- **What you need to do**: Return the following entries exactly, word for word.

- **Material for this exercise**:
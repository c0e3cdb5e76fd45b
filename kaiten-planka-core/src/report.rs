//! Per-entity tallies of a run. Workers bump counters concurrently; the
//! snapshot is logged once at the end.

use std::collections::BTreeMap;
use std::fmt;
use std::sync::atomic::{AtomicUsize, Ordering};

#[derive(Debug, Clone, Copy, PartialEq, Eq, PartialOrd, Ord)]
pub enum EntityKind {
    User,
    Project,
    Board,
    BoardMember,
    List,
    Card,
    CardMember,
    CardLabel,
    Tasklist,
    Task,
    Comment,
    Attachment,
}

impl EntityKind {
    pub const COUNT: usize = 12;

    pub const ALL: [EntityKind; Self::COUNT] = [
        EntityKind::User,
        EntityKind::Project,
        EntityKind::Board,
        EntityKind::BoardMember,
        EntityKind::List,
        EntityKind::Card,
        EntityKind::CardMember,
        EntityKind::CardLabel,
        EntityKind::Tasklist,
        EntityKind::Task,
        EntityKind::Comment,
        EntityKind::Attachment,
    ];

    pub fn as_str(self) -> &'static str {
        match self {
            EntityKind::User => "user",
            EntityKind::Project => "project",
            EntityKind::Board => "board",
            EntityKind::BoardMember => "board_member",
            EntityKind::List => "list",
            EntityKind::Card => "card",
            EntityKind::CardMember => "card_member",
            EntityKind::CardLabel => "card_label",
            EntityKind::Tasklist => "tasklist",
            EntityKind::Task => "task",
            EntityKind::Comment => "comment",
            EntityKind::Attachment => "attachment",
        }
    }
}

impl fmt::Display for EntityKind {
    fn fmt(&self, f: &mut fmt::Formatter<'_>) -> fmt::Result {
        f.write_str(self.as_str())
    }
}

#[derive(Debug, Clone, Copy, PartialEq, Eq)]
pub enum Outcome {
    Created,
    Reused,
    Skipped,
    Failed,
}

#[derive(Debug, Default)]
struct Tally {
    created: AtomicUsize,
    reused: AtomicUsize,
    skipped: AtomicUsize,
    failed: AtomicUsize,
}

#[derive(Debug, Default)]
pub struct MigrationReport {
    tallies: [Tally; EntityKind::COUNT],
}

#[derive(Debug, Clone, Copy, Default, PartialEq, Eq)]
pub struct Counts {
    pub created: usize,
    pub reused: usize,
    pub skipped: usize,
    pub failed: usize,
}

impl MigrationReport {
    pub fn record(&self, kind: EntityKind, outcome: Outcome) {
        let tally = &self.tallies[kind as usize];
        let counter = match outcome {
            Outcome::Created => &tally.created,
            Outcome::Reused => &tally.reused,
            Outcome::Skipped => &tally.skipped,
            Outcome::Failed => &tally.failed,
        };
        counter.fetch_add(1, Ordering::Relaxed);
    }

    pub fn counts(&self, kind: EntityKind) -> Counts {
        let tally = &self.tallies[kind as usize];
        Counts {
            created: tally.created.load(Ordering::Relaxed),
            reused: tally.reused.load(Ordering::Relaxed),
            skipped: tally.skipped.load(Ordering::Relaxed),
            failed: tally.failed.load(Ordering::Relaxed),
        }
    }

    pub fn total_failed(&self) -> usize {
        EntityKind::ALL.iter().map(|k| self.counts(*k).failed).sum()
    }

    pub fn snapshot(&self) -> BTreeMap<&'static str, Counts> {
        EntityKind::ALL
            .iter()
            .map(|k| (k.as_str(), self.counts(*k)))
            .collect()
    }
}
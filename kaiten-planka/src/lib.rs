pub mod cli;
pub mod http;
pub mod kaiten;
pub mod load_config;
pub mod planka;

pub use cli::{run, Cli, Commands};
//! Units of work and their join points.
//!
//! [`WorkGroup`] spawns units onto the tokio worker pool, optionally bounded
//! by a semaphore, and [`WorkGroup::wait_all`] is the only way to collect
//! them. [`fan_out`] runs bounded concurrent futures inside the current task,
//! for small per-card fan-outs that do not need their own task.

use std::future::Future;
use std::sync::Arc;

use futures::stream::{self, StreamExt};
use tokio::sync::Semaphore;
use tokio::task::JoinSet;
use tracing::error;

pub struct WorkGroup<T> {
    name: &'static str,
    set: JoinSet<T>,
    limit: Option<Arc<Semaphore>>,
}

impl<T: Send + 'static> WorkGroup<T> {
    /// Full fan-out: every spawned unit starts immediately.
    pub fn new(name: &'static str) -> Self {
        Self {
            name,
            set: JoinSet::new(),
            limit: None,
        }
    }

    /// At most `max_in_flight` units run at once; the rest wait for a permit.
    pub fn bounded(name: &'static str, max_in_flight: usize) -> Self {
        Self {
            name,
            set: JoinSet::new(),
            limit: Some(Arc::new(Semaphore::new(max_in_flight.max(1)))),
        }
    }

    pub fn spawn<F>(&mut self, unit: F)
    where
        F: Future<Output = T> + Send + 'static,
    {
        match &self.limit {
            None => {
                self.set.spawn(unit);
            }
            Some(limit) => {
                let limit = Arc::clone(limit);
                self.set.spawn(async move {
                    // the semaphore is never closed
                    let _permit = limit.acquire_owned().await.ok();
                    unit.await
                });
            }
        }
    }

    pub fn len(&self) -> usize {
        self.set.len()
    }

    pub fn is_empty(&self) -> bool {
        self.set.is_empty()
    }

    /// Waits for every unit. A unit that panicked is logged and left out of
    /// the result; its siblings are unaffected.
    pub async fn wait_all(mut self) -> Vec<T> {
        let mut results = Vec::with_capacity(self.set.len());
        while let Some(joined) = self.set.join_next().await {
            match joined {
                Ok(value) => results.push(value),
                Err(e) => error!(group = self.name, error = %e, "[WORK] Unit of work aborted"),
            }
        }
        results
    }
}

/// Runs `f` over `items` with at most `limit` futures in flight and waits for
/// all of them. Output order is completion order.
pub async fn fan_out<I, F, Fut>(items: I, limit: usize, f: F) -> Vec<Fut::Output>
where
    I: IntoIterator,
    F: FnMut(I::Item) -> Fut,
    Fut: Future,
{
    stream::iter(items)
        .map(f)
        .buffer_unordered(limit.max(1))
        .collect()
        .await
}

- **Finished task**:
repository c0e3cdb5e76fd45b
filename kaiten-planka-core/src/report.rs
//! Per-entity tallies of a run. Workers bump counters concurrently; the
//! snapshot is logged once at the end.

use std::collections::BTreeMap;
use std::fmt;
use std::sync::atomic::{AtomicUsize, Ordering};

#[derive(Debug, Clone, Copy, PartialEq, Eq, PartialOrd, Ord)]
pub enum EntityKind {
    User,
    Project,
    Board,
    BoardMember,
    List,
    Card,
    CardMember,
    CardLabel,
    Tasklist,
    Task,
    Comment,
    Attachment,
}

impl EntityKind {
    pub const COUNT: usize = 12;

    pub const ALL: [EntityKind; Self::COUNT] = [
        EntityKind::User,
        EntityKind::Project,
        EntityKind::Board,
        EntityKind::BoardMember,
        EntityKind::List,
        EntityKind::Card,
        EntityKind::CardMember,
        EntityKind::CardLabel,
        EntityKind::Tasklist,
        EntityKind::Task,
        EntityKind::Comment,
        EntityKind::Attachment,
    ];

    pub fn as_str(self) -> &'static str {
        match self {
            EntityKind::User => "user",
            EntityKind::Project => "project",
            EntityKind::Board => "board",
            EntityKind::BoardMember => "board_member",
            EntityKind::List => "list",
            EntityKind::Card => "card",
            EntityKind::CardMember => "card_member",
            EntityKind::CardLabel => "card_label",
            EntityKind::Tasklist => "tasklist",
            EntityKind::Task => "task",
            EntityKind::Comment => "comment",
            EntityKind::Attachment => "attachment",
        }
    }
}

impl fmt::Display for EntityKind {
    fn fmt(&self, f: &mut fmt::Formatter<'_>) -> fmt::Result {
        f.write_str(self.as_str())
    }
}

#[derive(Debug, Clone, Copy, PartialEq, Eq)]
pub enum Outcome {
    Created,
    Reused,
    Skipped,
    Failed,
}

#[derive(Debug, Default)]
struct Tally {
    created: AtomicUsize,
    reused: AtomicUsize,
    skipped: AtomicUsize,
    failed: AtomicUsize,
}

#[derive(Debug, Default)]
pub struct MigrationReport {
    tallies: [Tally; EntityKind::COUNT],
}

#[derive(Debug, Clone, Copy, Default, PartialEq, Eq)]
pub struct Counts {
    pub created: usize,
    pub reused: usize,
    pub skipped: usize,
    pub failed: usize,
}

impl MigrationReport {
    pub fn record(&self, kind: EntityKind, outcome: Outcome) {
        let tally = &self.tallies[kind as usize];
        let counter = match outcome {
            Outcome::Created => &tally.created,
            Outcome::Reused => &tally.reused,
            Outcome::Skipped => &tally.skipped,
            Outcome::Failed => &tally.failed,
        };
        counter.fetch_add(1, Ordering::Relaxed);
    }

    pub fn counts(&self, kind: EntityKind) -> Counts {
        let tally = &self.tallies[kind as usize];
        Counts {
            created: tally.created.load(Ordering::Relaxed),
            reused: tally.reused.load(Ordering::Relaxed),
            skipped: tally.skipped.load(Ordering::Relaxed),
            failed: tally.failed.load(Ordering::Relaxed),
        }
    }

    pub fn total_failed(&self) -> usize {
        EntityKind::ALL.iter().map(|k| self.counts(*k).failed).sum()
    }

    pub fn snapshot(&self) -> BTreeMap<&'static str, Counts> {
        EntityKind::ALL
            .iter()
            .map(|k| (k.as_str(), self.counts(*k)))
            .collect()
    }
}
filename kaiten-planka/src/lib.rs
pub mod cli;
pub mod http;
pub mod kaiten;
pub mod load_config;
pub mod planka;

pub use cli::{run, Cli, Commands};
//! Units of work and their join points.
//!
//! [`WorkGroup`] spawns units onto the tokio worker pool, optionally bounded
//! by a semaphore, and [`WorkGroup::wait_all`] is the only way to collect
//! them. [`fan_out`] runs bounded concurrent futures inside the current task,
//! for small per-card fan-outs that do not need their own task.

use std::future::Future;
use std::sync::Arc;

use futures::stream::{self, StreamExt};
use tokio::sync::Semaphore;
use tokio::task::JoinSet;
use tracing::error;

pub struct WorkGroup<T> {
    name: &'static str,
    set: JoinSet<T>,
    limit: Option<Arc<Semaphore>>,
}

impl<T: Send + 'static> WorkGroup<T> {
    /// Full fan-out: every spawned unit starts immediately.
    pub fn new(name: &'static str) -> Self {
        Self {
            name,
            set: JoinSet::new(),
            limit: None,
        }
    }

    /// At most `max_in_flight` units run at once; the rest wait for a permit.
    pub fn bounded(name: &'static str, max_in_flight: usize) -> Self {
        Self {
            name,
            set: JoinSet::new(),
            limit: Some(Arc::new(Semaphore::new(max_in_flight.max(1)))),
        }
    }

    pub fn spawn<F>(&mut self, unit: F)
    where
        F: Future<Output = T> + Send + 'static,
    {
        match &self.limit {
            None => {
                self.set.spawn(unit);
            }
            Some(limit) => {
                let limit = Arc::clone(limit);
                self.set.spawn(async move {
                    // the semaphore is never closed
                    let _permit = limit.acquire_owned().await.ok();
                    unit.await
                });
            }
        }
    }

    pub fn len(&self) -> usize {
        self.set.len()
    }

    pub fn is_empty(&self) -> bool {
        self.set.is_empty()
    }

    /// Waits for every unit. A unit that panicked is logged and left out of
    /// the result; its siblings are unaffected.
    pub async fn wait_all(mut self) -> Vec<T> {
        let mut results = Vec::with_capacity(self.set.len());
        while let Some(joined) = self.set.join_next().await {
            match joined {
                Ok(value) => results.push(value),
                Err(e) => error!(group = self.name, error = %e, "[WORK] Unit of work aborted"),
            }
        }
        results
    }
}

/// Runs `f` over `items` with at most `limit` futures in flight and waits for
/// all of them. Output order is completion order.
pub async fn fan_out<I, F, Fut>(items: I, limit: usize, f: F) -> Vec<Fut::Output>
where
    I: IntoIterator,
    F: FnMut(I::Item) -> Fut,
    Fut: Future,
{
    stream::iter(items)
        .map(f)
        .buffer_unordered(limit.max(1))
        .collect()
        .await
}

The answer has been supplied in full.